Laurens Hammond: The Tony Stark of early electronic music

Way back in the summer of 1936, when Franklin Roosevelt was still in his first term, a full-page advertisement appeared in the Diapason music magazine, which read: “Next Sunday, 390,000 people will hear the superb music of the Hammond.

“If you could drop in next Sunday at any one of 500 churches,” the ad continued, “You would understand why the Hammond Organ, within the short space of one year, has won an acceptance without parallel.”

We don’t tend to think of electronic music reaching the mainstream as far back as the Great Depression, nor would we presume that the first battleground between electro music adopters and acoustic purists would be in the churches of middle America, but so it was, thanks to an overlooked tech genius of the 20th century named Laurens Hammond.

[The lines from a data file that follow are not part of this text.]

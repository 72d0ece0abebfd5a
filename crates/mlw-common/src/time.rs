//! ---
//! mlw_section: "01-core-functionality"
//! mlw_subsection: "module"
//! mlw_type: "source"
//! mlw_scope: "code"
//! mlw_description: "Shared primitives and utilities for the wrapper runtime."
//! mlw_version: "v0.0.0-prealpha"
//! mlw_owner: "tbd"
//! ---
use std::fmt::Debug;

use chrono::{DateTime, SecondsFormat, Utc};

/// Wall-clock source used to stamp received and calculated messages.
pub trait Clock: Send + Sync + Debug {
    /// Current UTC time.
    fn now(&self) -> DateTime<Utc>;
}

/// Clock backed by the system time.
#[derive(Debug, Default, Clone, Copy)]
pub struct SystemClock;

impl Clock for SystemClock {
    fn now(&self) -> DateTime<Utc> {
        Utc::now()
    }
}

/// Clock that always reports the same instant, for deterministic tests.
#[derive(Debug, Clone, Copy)]
pub struct FixedClock(pub DateTime<Utc>);

impl Clock for FixedClock {
    fn now(&self) -> DateTime<Utc> {
        self.0
    }
}

/// Render the clock's current time as RFC 3339 with an explicit `+00:00` offset.
pub fn iso_timestamp(clock: &dyn Clock) -> String {
    format_timestamp(clock.now())
}

/// Render an instant the way message timestamps are written on the wire.
pub fn format_timestamp(instant: DateTime<Utc>) -> String {
    instant.to_rfc3339_opts(SecondsFormat::Micros, false)
}
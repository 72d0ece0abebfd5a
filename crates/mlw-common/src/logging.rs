//! ---
//! mlw_section: "01-core-functionality"
//! mlw_subsection: "module"
//! mlw_type: "source"
//! mlw_scope: "code"
//! mlw_description: "Shared primitives and utilities for the wrapper runtime."
//! mlw_version: "v0.0.0-prealpha"
//! mlw_owner: "tbd"
//! ---
use anyhow::Result;
use once_cell::sync::OnceCell;
use serde::{Deserialize, Serialize};
use tracing::info;
use tracing_appender::non_blocking::WorkerGuard;
use tracing_appender::rolling::daily;
use tracing_subscriber::filter::EnvFilter;
use tracing_subscriber::fmt;
use tracing_subscriber::layer::{Layer, SubscriberExt};
use tracing_subscriber::util::SubscriberInitExt;

use crate::config::LoggingConfig;

const LOG_ENV: &str = "MLW_LOG";
const DEFAULT_DIRECTIVE: &str = "info";

static CONSOLE_GUARD: OnceCell<WorkerGuard> = OnceCell::new();
static FILE_GUARD: OnceCell<WorkerGuard> = OnceCell::new();

/// Available log formats for an analytics tool.
#[derive(Debug, Clone, Copy, Serialize, Deserialize, PartialEq, Eq, Default)]
#[serde(rename_all = "kebab-case")]
pub enum LogFormat {
    #[default]
    StructuredJson,
    Pretty,
}

/// Console stream receiving log events.
#[derive(Debug, Clone, Copy, Serialize, Deserialize, PartialEq, Eq, Default)]
#[serde(rename_all = "lowercase")]
pub enum LogTarget {
    #[default]
    Stdout,
    Stderr,
}

/// `MLW_LOG`, then `RUST_LOG`, then `info`.
fn env_filter() -> EnvFilter {
    match std::env::var(LOG_ENV) {
        Ok(directive) => EnvFilter::try_new(&directive).unwrap_or_else(|err| {
            eprintln!(
                "invalid {} directive '{}' ({}); using {}",
                LOG_ENV, directive, err, DEFAULT_DIRECTIVE
            );
            EnvFilter::new(DEFAULT_DIRECTIVE)
        }),
        Err(_) => EnvFilter::try_from_default_env()
            .unwrap_or_else(|_| EnvFilter::new(DEFAULT_DIRECTIVE)),
    }
}

/// Install the global tracing subscriber for `service_name`.
///
/// Console events go to the configured [`LogTarget`] as structured JSON or
/// pretty text. With `file_output` a daily rolling JSON file named after
/// `file_prefix` (or the service) is written into `directory`. Calling this
/// again after a subscriber is installed is a no-op.
pub fn init_tracing(service_name: &str, config: &LoggingConfig) -> Result<()> {
    let (console_writer, console_guard) = match config.target {
        LogTarget::Stdout => tracing_appender::non_blocking(std::io::stdout()),
        LogTarget::Stderr => tracing_appender::non_blocking(std::io::stderr()),
    };
    let _ = CONSOLE_GUARD.set(console_guard);

    let console_layer = match config.format {
        LogFormat::StructuredJson => fmt::layer()
            .json()
            .with_current_span(false)
            .with_target(false)
            .with_timer(fmt::time::UtcTime::rfc_3339())
            .with_writer(console_writer)
            .boxed(),
        LogFormat::Pretty => fmt::layer()
            .with_timer(fmt::time::UtcTime::rfc_3339())
            .with_writer(console_writer)
            .boxed(),
    };

    let file_layer = if config.file_output {
        std::fs::create_dir_all(&config.directory)?;
        let prefix = config.file_prefix.as_deref().unwrap_or(service_name);
        let (file_writer, file_guard) =
            tracing_appender::non_blocking(daily(&config.directory, format!("{prefix}.log")));
        let _ = FILE_GUARD.set(file_guard);
        Some(
            fmt::layer()
                .json()
                .with_timer(fmt::time::UtcTime::rfc_3339())
                .with_writer(file_writer)
                .boxed(),
        )
    } else {
        None
    };

    let installed = tracing_subscriber::registry()
        .with(env_filter())
        .with(console_layer)
        .with(file_layer)
        .try_init()
        .is_ok();

    info!(
        service = %service_name,
        format = ?config.format,
        log_target = ?config.target,
        file_output = config.file_output,
        installed,
        "tracing initialised"
    );
    Ok(())
}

In a rock ‘n’ roll context, the Hammond organ certainly isn’t an obscure piece of equipment. The B-3 and M-3 models, in particular, helped make classics out of Bob Dylan’s ‘Like a Rolling Stone’ and Booker T and the MGs ‘Green Onions’, among hundreds of other classics. However, several decades before it became part of the sound of ‘60s rock, the Hammond organ was an oft-derided instrument most often associated with small-town cinemas, funeral parlours, and most especially churches. Their purpose, as people understood it then, was to replace the unruly and highly complicated pipe organ, a swap-out which felt literally sacrilegious to some people.

Laurens Hammond, as the confident and flashy inventor of this new, comparatively affordable tone-wheel organ, was more than happy to set up big demonstrations to convince the public that his compact electric keyboard could match the booming sound of any old towering pipe organ, let alone the gasping, air-powered cottage organs people still had in their parlour rooms at home.

“We look for this type of instrument to have a market which, in normal times, would be as large as the piano market,” Hammond told the Chicago Tribune in 1935, “but due to the fact that this is a new market, and that there is an established demand for organs which has never been satisfied, the sales for the first several years may be very large.” As was usually the case, he wasn’t wrong.

Robert Moog - Synthesiser - Far Out Magazine
Credit: Robert Moog Foundation

Born in Evanston, Illinois, in 1895, Hammond had been something of a teenage wiz kid, earning his first patent (for a low-cost barometer) while still in high school, and graduating with honours from Cornell University four years later. After serving in France during World War I, he got a job with a car manufacturer in Detroit and was soon devising new engineering concepts of his own.

His cabinet-full of patents would soon include everything from an early automatic transmission system to a prototype for 3D glasses, an automatic card-shuffling table, a new type of camera shutter, and various developments in ‘tick-fee’ clock mechanisms, which led to his founding of the Hammond Clock Company in Chicago, the precursor to the Hammond Organ Company.

Adapting the same synchronous motor used in his clocks, he introduced his first electronic organ in 1934. “Beyond the keyboard,” Popular Mechanics magazine reported at the time, “this organ bears virtually no resemblance to musical instruments of the past. Sound is produced, varied, swelled and modified electrically.”

The original Hammond organ quickly became a sensation in the late ‘30s, but Laurens Hammond was rarely, if ever, content, and by 1939, he’d introduced the world’s first commercially available polyphonic synthesiser as well, known as the Novachord; yes, a synthesiser was sold to the public 25 years before Robert Moog came along.

During World War II, Hammond really entered his Tony Stark period (or perhaps more accurately Tony’s dad Howard Stark), willingly turning over most of his Chicago factory production to the war effort, and personally inventing a new array of gadgets for the US military, including advanced automatic pilot controls and a “glide bomb control” that set the the standard for the modern-era guided missile.

Hammond was known to be an egotistical and difficult character to deal with at times, and his interests were far more about innovation than art. Still, by the time of his retirement in 1960, Hammond’s company was the dominant worldwide producer of electric organs and an essential part of the sound of popular music. It was a role the company would maintain until cheaper competition from East Asia and the emergence of new digital synthesisers dramatically changed the keyboard ecosystem in the late 1970s and 1980s.